Westmont Magazine The Truth About Teenagers
If you think you know where your kids are and what they’re doing, you could be wrong. That’s the premise of “Promise You Won’t Freak Out: A Teenager Tells Her Mother the Truth about Boys, Booze, Body Piercing and Other Touchy Topics (and Mom Responds).” Doris Fuller Sanger ’72 teamed with her children, Natalie and Greg Fuller, to write a book they hope will open parental eyes and loosen teenage lips.
Wise parents will heed the warning in this book: even teenagers known for their good choices (honor students, athletes and community service volunteers) can take wrong steps. If mom and dad remain clueless, the behavior can get out of control.
But there is also reassurance. “Parents need to hear that most teenagers turn out OK,” Doris says. “Their resistance can seem overwhelming, but don’t give up. Keep working with them.”

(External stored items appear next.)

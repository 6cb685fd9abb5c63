//! Kernels for Morlet decomposition.

use super::morlet_wavelet_unchecked;
use crate::kernel::{
    bind_output, ConfigError, ExecInvariantViolation, KernelLifecycle, Read1D, Write1D,
};
use crate::signal::traits::Morlet1D;
use alloc::{format, vec::Vec};
use nalgebra::Complex;
use ndarray::ArrayView1;
use neurosig_core::num_rs::{convolve, ConvolveMode};
use neurosig_core::Result;

/// Constructor config for [`MorletKernel`].
#[derive(Debug, Clone, Copy, PartialEq)]
#[cfg_attr(feature = "serde", derive(serde::Serialize, serde::Deserialize))]
pub struct MorletConfig {
    /// Sampling frequency in Hz.
    pub sf: f64,
    /// Centre frequency in Hz.
    pub f: f64,
    /// Number of oscillations under the Gaussian envelope.
    pub width: f64,
}

impl Default for MorletConfig {
    fn default() -> Self {
        Self {
            sf: 0.,
            f: 0.,
            width: 7.,
        }
    }
}

impl MorletConfig {
    pub(crate) fn validate(&self) -> core::result::Result<(), ConfigError> {
        if !(self.sf.is_finite() && self.sf > 0.) {
            return Err(ConfigError::invalid(
                "sf",
                format!("sampling frequency must be finite and > 0, got {}", self.sf),
            ));
        }
        let nyquist = self.sf / 2.;
        if !(self.f > 0. && self.f < nyquist) {
            return Err(ConfigError::invalid(
                "f",
                format!("frequency {} Hz must satisfy 0 < f < sf/2 = {nyquist} Hz", self.f),
            ));
        }
        if !(self.width.is_finite() && self.width > 0.) {
            return Err(ConfigError::invalid(
                "width",
                format!("width must be finite and > 0, got {}", self.width),
            ));
        }
        Ok(())
    }
}

/// Complex Morlet decomposition at a single frequency.
///
/// The wavelet is built once at construction and convolved with every input.
#[derive(Debug, Clone, PartialEq)]
pub struct MorletKernel {
    wavelet: Vec<Complex<f64>>,
}

impl KernelLifecycle for MorletKernel {
    type Config = MorletConfig;

    fn try_new(config: Self::Config) -> core::result::Result<Self, ConfigError> {
        config.validate()?;
        let wavelet = morlet_wavelet_unchecked(config.sf, config.f, config.width);
        if wavelet.is_empty() {
            return Err(ConfigError::EmptyInput { arg: "wavelet" });
        }
        Ok(Self { wavelet })
    }
}

impl MorletKernel {
    /// The sampled wavelet.
    pub fn wavelet(&self) -> &[Complex<f64>] {
        &self.wavelet
    }

    /// Convolve `x` with the wavelet and keep the `x.len()` samples centred on `x`.
    pub(crate) fn decompose(&self, x: &[f64]) -> Result<Vec<Complex<f64>>> {
        if x.is_empty() {
            return Ok(Vec::new());
        }
        let signal: Vec<Complex<f64>> = x.iter().map(|v| Complex::new(*v, 0.)).collect();
        let full = convolve(
            ArrayView1::from(signal.as_slice()),
            ArrayView1::from(self.wavelet.as_slice()),
            ConvolveMode::Full,
        )?;
        let m = self.wavelet.len();
        let start = m.div_ceil(2) - 1;
        let end = full.len() - m / 2;
        Ok(full.slice(ndarray::s![start..end]).to_vec())
    }
}

impl Morlet1D<f64> for MorletKernel {
    fn run_into<I, O>(
        &self,
        input: &I,
        out: &mut O,
    ) -> core::result::Result<(), ExecInvariantViolation>
    where
        I: Read1D<f64> + ?Sized,
        O: Write1D<Complex<f64>> + ?Sized,
    {
        let input = input.read_slice().map_err(ExecInvariantViolation::from)?;
        let out = bind_output(out, input.len())?;
        out.copy_from_slice(&self.decompose(input)?);
        Ok(())
    }

    fn run_alloc<I>(
        &self,
        input: &I,
    ) -> core::result::Result<Vec<Complex<f64>>, ExecInvariantViolation>
    where
        I: Read1D<f64> + ?Sized,
    {
        let input = input.read_slice().map_err(ExecInvariantViolation::from)?;
        Ok(self.decompose(input)?)
    }
}

#[cfg(test)]
mod tests {
    use super::*;
    use approx::assert_relative_eq;

    fn kernel(sf: f64, f: f64, width: f64) -> MorletKernel {
        MorletKernel::try_new(MorletConfig { sf, f, width }).expect("valid morlet config")
    }

    /// Textbook full convolution `sum_k x[k] w[j - k]`, trimmed to the centred `x.len()` samples.
    fn direct_morlet(x: &[f64], w: &[Complex<f64>]) -> Vec<Complex<f64>> {
        let (n, m) = (x.len(), w.len());
        let full: Vec<Complex<f64>> = (0..n + m - 1)
            .map(|j| {
                (j.saturating_sub(m - 1)..=j.min(n - 1))
                    .map(|k| w[j - k] * x[k])
                    .sum()
            })
            .collect();
        full[m.div_ceil(2) - 1..full.len() - m / 2].to_vec()
    }

    fn assert_matches_direct(k: &MorletKernel, x: &[f64]) {
        let got = k.run_alloc(x).unwrap();
        let want = direct_morlet(x, k.wavelet());
        assert_eq!(got.len(), want.len());
        let scale = want.iter().map(|c| c.norm()).fold(0., f64::max);
        for (g, w) in got.iter().zip(&want) {
            assert!((g - w).norm() <= 1e-9 * scale, "{g} vs {w}");
            if w.norm() > 1e-3 * scale {
                assert_relative_eq!(g.arg(), w.arg(), epsilon = 1e-6);
            }
        }
    }

    #[test]
    fn short_wavelet_matches_direct_convolution() {
        let k = kernel(256., 10., 7.);
        assert_eq!(k.wavelet().len(), 200);
        let x: Vec<f64> = (0..600)
            .map(|i| (2. * core::f64::consts::PI * 10. * i as f64 / 256.).sin() + 0.01 * i as f64)
            .collect();
        assert_matches_direct(&k, &x);
    }

    #[test]
    fn long_wavelet_matches_direct_convolution() {
        let k = kernel(256., 2., 7.);
        assert!(k.wavelet().len() > 300);
        let x: Vec<f64> = (0..300).map(|i| ((i * 7 % 11) as f64 - 5.) / 3.).collect();
        assert_matches_direct(&k, &x);
        assert_matches_direct(&k, &x[..1]);
    }

    #[test]
    fn phase_advances_with_positive_frequency() {
        let (sf, f) = (256., 10.);
        let k = kernel(sf, f, 7.);
        let x: Vec<f64> = (0..1024)
            .map(|i| (2. * core::f64::consts::PI * f * i as f64 / sf).cos())
            .collect();
        let y = k.run_alloc(&x).unwrap();
        let step = 2. * core::f64::consts::PI * f / sf;
        for n in 300..700 {
            assert_relative_eq!((y[n + 1] / y[n]).arg(), step, epsilon = 1e-3);
        }
    }

    #[test]
    fn impulse_response_is_centred_wavelet() {
        let k = kernel(10., 1., 2.);
        let m = k.wavelet().len();
        assert_eq!(m, 7);
        let centre = m.div_ceil(2) - 1;

        let mut x = [0.0f64; 21];
        x[10] = 1.;
        let y = k.run_alloc(&x).unwrap();
        assert_eq!(y.len(), x.len());
        for j in 0..m {
            let got = y[10 + j - centre];
            let want = k.wavelet()[j];
            assert_relative_eq!(got.re, want.re, epsilon = 1e-12);
            assert_relative_eq!(got.im, want.im, epsilon = 1e-12);
        }
        assert_eq!(y[0], Complex::new(0., 0.));
    }

    #[test]
    fn wavelet_longer_than_signal_keeps_length() {
        let k = kernel(256., 2., 7.);
        assert!(k.wavelet().len() > 50);
        let x: Vec<f64> = (0..50).map(|i| (i as f64 * 0.1).sin()).collect();
        assert_eq!(k.run_alloc(&x).unwrap().len(), 50);
        assert_eq!(k.run_alloc(&[1.0]).unwrap().len(), 1);
        assert!(k.run_alloc(&Vec::<f64>::new()).unwrap().is_empty());
    }

    #[test]
    fn run_into_checks_output_length() {
        let k = kernel(100., 10., 7.);
        let x = [0.5f64; 16];
        let mut out = vec![Complex::new(0., 0.); 16];
        k.run_into(&x, &mut out).unwrap();
        assert_eq!(out, k.run_alloc(&x).unwrap());

        let mut short = vec![Complex::new(0., 0.); 4];
        assert!(matches!(
            k.run_into(&x, &mut short),
            Err(ExecInvariantViolation::LengthMismatch { expected: 16, got: 4, .. })
        ));
    }

    #[test]
    fn config_validation_names_the_argument() {
        for (config, arg) in [
            (MorletConfig { sf: 0., f: 1., width: 7. }, "sf"),
            (MorletConfig { sf: 100., f: 50., width: 7. }, "f"),
            (MorletConfig { sf: 100., f: -1., width: 7. }, "f"),
            (MorletConfig { sf: 100., f: f64::NAN, width: 7. }, "f"),
            (MorletConfig { sf: 100., f: 10., width: 0. }, "width"),
        ] {
            match MorletKernel::try_new(config) {
                Err(ConfigError::InvalidArgument { arg: got, .. }) => assert_eq!(got, arg),
                other => panic!("{config:?} should fail on {arg}, got {other:?}"),
            }
        }
    }
}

She speaks from experience. Doris became a “guerrilla mom” during Natalie’s middle-school years. By asking lots of questions, imposing consequences, meeting every friend and connecting with parents, she took evasive action against teenage misbehavior.
“I think it’s hard to believe our kids are involved in undesirable activities until after the first time they’ve been caught,” she writes (page 22). Natalie got good grades and seemingly obeyed all the rules. So it shocked Doris to discover her 15-year-old daughter had secretly driven out of state to attend a boy’s graduation party.

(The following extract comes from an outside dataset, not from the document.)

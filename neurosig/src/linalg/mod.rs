//! Dense linear-algebra helpers backed by nalgebra.

mod companion;

pub use companion::*;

“I found myself in the middle of my kitchen on a rainy June morning, desperately trying to determine the whereabouts and condition of my daughter,” she recalls. “The fact that she eventually returned home unharmed was a relief beyond words but didn’t change the reality that the whole episode unfolded in part because I hadn’t been paying attention” (page 119).
“Promise You Won’t Freak Out” grew out of this incident. Doris started paying attention, doing research and comparing notes with other parents. The book deals with the issues she faced, such as sex, alcohol and drug use, shoplifting, lying, secrets and parties. Mother and daughter take turns giving their viewpoints, and older brother Greg occasionally provides a guy’s perspective.

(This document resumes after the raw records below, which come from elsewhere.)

fn pearson(a: &[f64], b: &[f64]) -> f64 {
    let n = a.len() as f64;
    let mean_a = a.iter().sum::<f64>() / n;
    let mean_b = b.iter().sum::<f64>() / n;
    let mut cov = 0.0;
    let mut var_a = 0.0;
    let mut var_b = 0.0;
    for (x, y) in a.iter().zip(b.iter()) {
        let da = *x - mean_a;
        let db = *y - mean_b;
        cov += da * db;
        var_a += da * da;
        var_b += db * db;
    }
    if var_a == 0.0 || var_b == 0.0 {
        if a == b {
            1.0
        } else {
            0.0
        }
    } else {
        cov / (var_a.sqrt() * var_b.sqrt())
    }
}

fn write_summary_csv(path: &Path, rows: &[ContractRow]) -> Result<()> {
    let mut out = String::new();
    out.push_str(
        "case_id,pearson_r,mae,rmse,max_abs,rust_candidate_ns,rust_baseline_ns,python_ns,\
         speedup_vs_baseline,speedup_vs_python\n",
    );
    for row in rows {
        out.push_str(&format!(
            "{},{:.12},{:.12},{:.12},{:.12},{:.3},{:.3},{:.3},{:.6},{:.6}\n",
            row.case_id,
            row.pearson_r,
            row.mae,
            row.rmse,
            row.max_abs,
            row.rust_candidate_ns,
            row.rust_baseline_ns,
            row.python_ns,
            row.speedup_vs_baseline,
            row.speedup_vs_python,
        ));
    }
    fs::write(path, out).with_context(|| format!("writing {}", path.display()))
}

Parents struggling with teenagers will read this book with gratitude and benefit from it. But moms and dads who don’t think they need it are the ones with the most to gain. If they’re smart, they’ll read it anyway and get off what Doris calls “Planet Denial.”
The book has hit a nerve. Interviewed by the New York Times and other major papers, Doris and Natalie appeared on the CBS Early Show in May. The book debuted on the Denver paperback bestseller list as No. 3.
A former Los Angeles Times reporter, Doris contributes to magazines and professional journals and has written several books, including “A Woman’s Guide to a Simpler Life.” She earned an M.F.A. in fiction at Vermont College and looks forward to publishing her first novel in 2005 or 2006. Natalie, who enrolls at the University of Puget Sound in August, took a break from the book tour for finals and her high school graduation. Greg finished Occidental College in three years and is now roaming the world in search of something to write about as he teaches English to foreign nationals.
“The experience of writing a book with my own children is so unique,” Doris says. “It was truly a labor of love.”